Aldous Huxley said himself that he wrote the book as a satirical response to the optimistic utopias written by the likes of H. G. Wells. Thus, the book was never meant to be taken literally. However, you can’t always count on people picking up on stuff like that, let alone governments. Soon after its publication, Ireland banned the book for being “anti-family” and “anti-religion” –  entirely missing the fact that this dystopia of a sci-fi-drama was meant to be a critique of the society it depicted, not a celebration of it.

# 4: An addition from across the pond: Where’s wally?

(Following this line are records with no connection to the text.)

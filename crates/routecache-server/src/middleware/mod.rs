//! Middleware que conecta rutas HTTP con el cache.
//!
//! - [`cache_subscriber`]: serves GET responses from the store and stores
//!   fresh ones under the request address.
//! - [`cache_publisher`]: publishes the request address (and any cascade
//!   addresses) after a successful write.
//!
//! Both are plain async functions meant for
//! `axum::middleware::from_fn_with_state` with a [`CacheLayerState`].
//! HTTP paths are always `/`-delimited, so the route syntax used with these
//! adapters should keep the default delimiter.

mod publisher;
mod subscriber;

use std::sync::Arc;

use axum::extract::MatchedPath;
use axum::http::Uri;
use routecache_core::RouteSyntax;

use crate::RouteCache;

pub use publisher::cache_publisher;
pub use subscriber::cache_subscriber;

/// Response header telling whether the body came from the store.
pub const CACHE_STATUS_HEADER: &str = "x-route-cache";

/// Options for [`cache_subscriber`].
#[derive(Debug, Clone, Default)]
pub struct CacheRouteOptions {
    /// Subscribe to the matched route template instead of the concrete path.
    pub catch_all: bool,
}

/// Options for [`cache_publisher`].
#[derive(Debug, Clone, Default)]
pub struct PublishOptions {
    /// Publish the matched route template instead of the concrete path.
    pub catch_all: bool,
    /// Extra addresses published after the request address.
    pub cascade: Vec<String>,
    /// Restrict dispatch to exact registrations.
    pub freeze: bool,
}

impl PublishOptions {
    /// Adds a cascade address.
    pub fn cascade(mut self, address: impl Into<String>) -> Self {
        self.cascade.push(address.into());
        self
    }

    pub fn frozen(mut self) -> Self {
        self.freeze = true;
        self
    }
}

/// State handed to the cache middleware.
pub struct CacheLayerState<O> {
    cache: RouteCache,
    options: Arc<O>,
}

impl<O> CacheLayerState<O> {
    pub fn new(cache: RouteCache, options: O) -> Self {
        Self {
            cache,
            options: Arc::new(options),
        }
    }

    pub fn cache(&self) -> &RouteCache {
        &self.cache
    }

    pub fn options(&self) -> &O {
        &self.options
    }
}

impl<O> Clone for CacheLayerState<O> {
    fn clone(&self) -> Self {
        Self {
            cache: self.cache.clone(),
            options: Arc::clone(&self.options),
        }
    }
}

/// Address a request is cached or published under.
fn request_address(
    cache: &RouteCache,
    catch_all: bool,
    matched_path: Option<&MatchedPath>,
    uri: &Uri,
) -> String {
    let raw = match (catch_all, matched_path) {
        (true, Some(matched)) => route_pattern(matched.as_str(), cache.syntax()),
        _ => uri.path().to_string(),
    };
    cache.syntax().normalize(&raw).to_string()
}

/// Converts an axum route template into a group pattern.
///
/// `{name}` becomes a parameter segment and `{*rest}` becomes the glob.
///
/// ```
/// use routecache_core::RouteSyntax;
/// use routecache_server::middleware::route_pattern;
///
/// let syntax = RouteSyntax::default();
/// assert_eq!(route_pattern("/users/{id}/news", &syntax), "/users/:id/news");
/// assert_eq!(route_pattern("/files/{*path}", &syntax), "/files/*");
/// ```
pub fn route_pattern(template: &str, syntax: &RouteSyntax) -> String {
    template
        .split('/')
        .map(|segment| {
            match segment
                .strip_prefix('{')
                .and_then(|inner| inner.strip_suffix('}'))
            {
                Some(name) if name.starts_with('*') => syntax.glob.to_string(),
                Some(name) => format!("{}{}", syntax.param_prefix, name),
                None => segment.to_string(),
            }
        })
        .collect::<Vec<_>>()
        .join("/")
}
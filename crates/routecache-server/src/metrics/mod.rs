//! Metrics for the route cache server.

pub mod cache;
pub mod dispatch;
pub mod http;
pub mod setup;

pub use cache::{CacheMetrics, CacheStats, EvictionCause};
pub use dispatch::DispatchMetrics;
pub use setup::init_metrics;
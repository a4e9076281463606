use criterion::{BenchmarkId, Criterion, Throughput, criterion_group, criterion_main};
use routecache_core::matcher::matches;
use routecache_core::{RouteChannel, RouteSyntax};

/// Channel con N literales `/users/{i}` y un grupo `/users/:id`
fn populated_channel(literals: usize) -> RouteChannel<()> {
    let channel = RouteChannel::new(RouteSyntax::default()).unwrap();
    for i in 0..literals {
        channel.on(&format!("/users/{}", i), |_| {});
    }
    channel.on_group("/users/:id", |_| {}).unwrap();
    channel.on_group("*", |_| {}).unwrap();
    channel
}

/// Benchmark: matching en modo segmento y glob
fn bench_matcher(c: &mut Criterion) {
    let mut group = c.benchmark_group("matcher");

    group.bench_function("segment", |b| {
        b.iter(|| {
            std::hint::black_box(matches(
                "/users/124/news/0",
                "/users/:user_id/news/:news_id",
                '/',
                Some(':'),
                '*',
            ))
        });
    });

    group.bench_function("glob", |b| {
        b.iter(|| {
            std::hint::black_box(matches(
                "/users/124/news/0",
                "/users/*/news/*",
                '/',
                Some(':'),
                '*',
            ))
        });
    });

    // Patron adversario: muchos globs sin coincidencia posible
    let address = "/".to_string() + &"a".repeat(512);
    let pattern = "/".to_string() + &"*a".repeat(64) + "b";
    group.bench_function("glob_adversarial", |b| {
        b.iter(|| std::hint::black_box(matches(&address, &pattern, '/', Some(':'), '*')));
    });

    group.finish();
}

/// Benchmark: publish exacto vs publish de grupo
fn bench_publish(c: &mut Criterion) {
    let mut group = c.benchmark_group("publish");

    for size in [10usize, 100, 1_000] {
        let channel = populated_channel(size);
        group.throughput(Throughput::Elements(size as u64));

        group.bench_with_input(BenchmarkId::new("literal", size), &channel, |b, channel| {
            b.iter(|| std::hint::black_box(channel.publish("/users/5", false, &())));
        });

        group.bench_with_input(BenchmarkId::new("group", size), &channel, |b, channel| {
            b.iter(|| std::hint::black_box(channel.publish("/users/:id", false, &())));
        });

        group.bench_with_input(BenchmarkId::new("fallback_glob", size), &channel, |b, channel| {
            b.iter(|| std::hint::black_box(channel.publish("/users/*", false, &())));
        });
    }

    group.finish();
}

criterion_group!(benches, bench_matcher, bench_publish);
criterion_main!(benches);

The series of books urging children to find Wally are popular throughout the world, and many of us remember the agonising frustration, then relief and sense of achievement when we had to scan the pages meticulously and finally discovered the hiding place of the friendly, sweater-wearing man. Who would be against that, you might think? Americans, that’s who. Wally, created by British illustrator Martin Handford, is called Waldo in the US and is just as well-loved there as he is here in Europe. But in one book, Wally’s adventures took a turn for the scandalous. In a spread where Wally is hiding on the beach, one woman (out of the hundreds of portraits on the pages) is sunbathing topless. This proved too much for the state of New York, who banned the book from schools and public libraries numerous times during the 90’s. The official reason for banning the book was that it contained “dirty things”. Perhaps people were afraid that the popularity of the books didn’t come from the joy of finding Wally but rather from looking at naked ladies (who are, as far as I know, otherwise completely inaccessible in the country with the largest porn industry in the world)…

# 3: Lolita

Vladimir Nabokov had already written numerous books and essays when he finished Lolita in 1953, having worked on it for five years. Nabokov, who was Russian but lived in USA by the time he wrote Lolita, tried to pitch the novel to five different American publishing houses, but no one seemed interested in publishing a story about a self-loathing, unreliable literature professor who fell in love with a 12-year old girl. Being a literature professor himself, Nabokov didn’t give up on his story and kept on going. The book wasn’t published until 1955 when it accidentally landed on the table of a small publishing house in Paris known for publishing pornography of very questionable quality. In fact, the book wasn’t published in the USA until 1958 where it became an instant bestseller. So, when was it banned, then? In France, the country where it had been published in the first place. The ban was initiated by the Minister of the Interior and lasted two years.

# 2: The works of Kafka

There is no doubt about it: Franz Kafka remains one of the greatest writers of all time. His works have influenced many other writers, yet no one can convey that essentially Kafkaesque way of describing an experience so that it creeps under your skin quite like the man himself.

Kafka
Image: PD. The face of a man who had more to worry about than just finding his inspiration

Who would want to ban the works of such a brilliant artist? Perhaps a government which felt that his visions came a bit too close to its own regime. After the cultural uprising of the Prague Spring in 1968, Kafka’s works were banned among many other works of art. With his books no longer read and his name almost unmentionable, Kafka could have fallen into history’s oblivion. But in the Western world his nightmarish stories were still widely read, having been translated before the ban. With glasnost sweeping across the Eastern bloc in the late 80’s, his works were released again in Czechoslovakia in 1989. The re-publication of his works, along with letters and drawings, could have been seen as a great victory for the freedom of artists, but it was not entirely so. At the time of Kafka’s re-publication, more than 150 Czechoslovakian writers and artists were still imprisoned, among them playwright Vaclav Havel, who had been sentenced to seven months in prison for anti-governmental activities. But things were about to change: at the end of 1989, Havel was the president of Czechoslovakia.

# 1: The Bible

Gutenberg_Bible_page
Image: PD. The Catholic Church’s worst nightmare: a page from the Gutenberg Bible, printed in the 1450’s.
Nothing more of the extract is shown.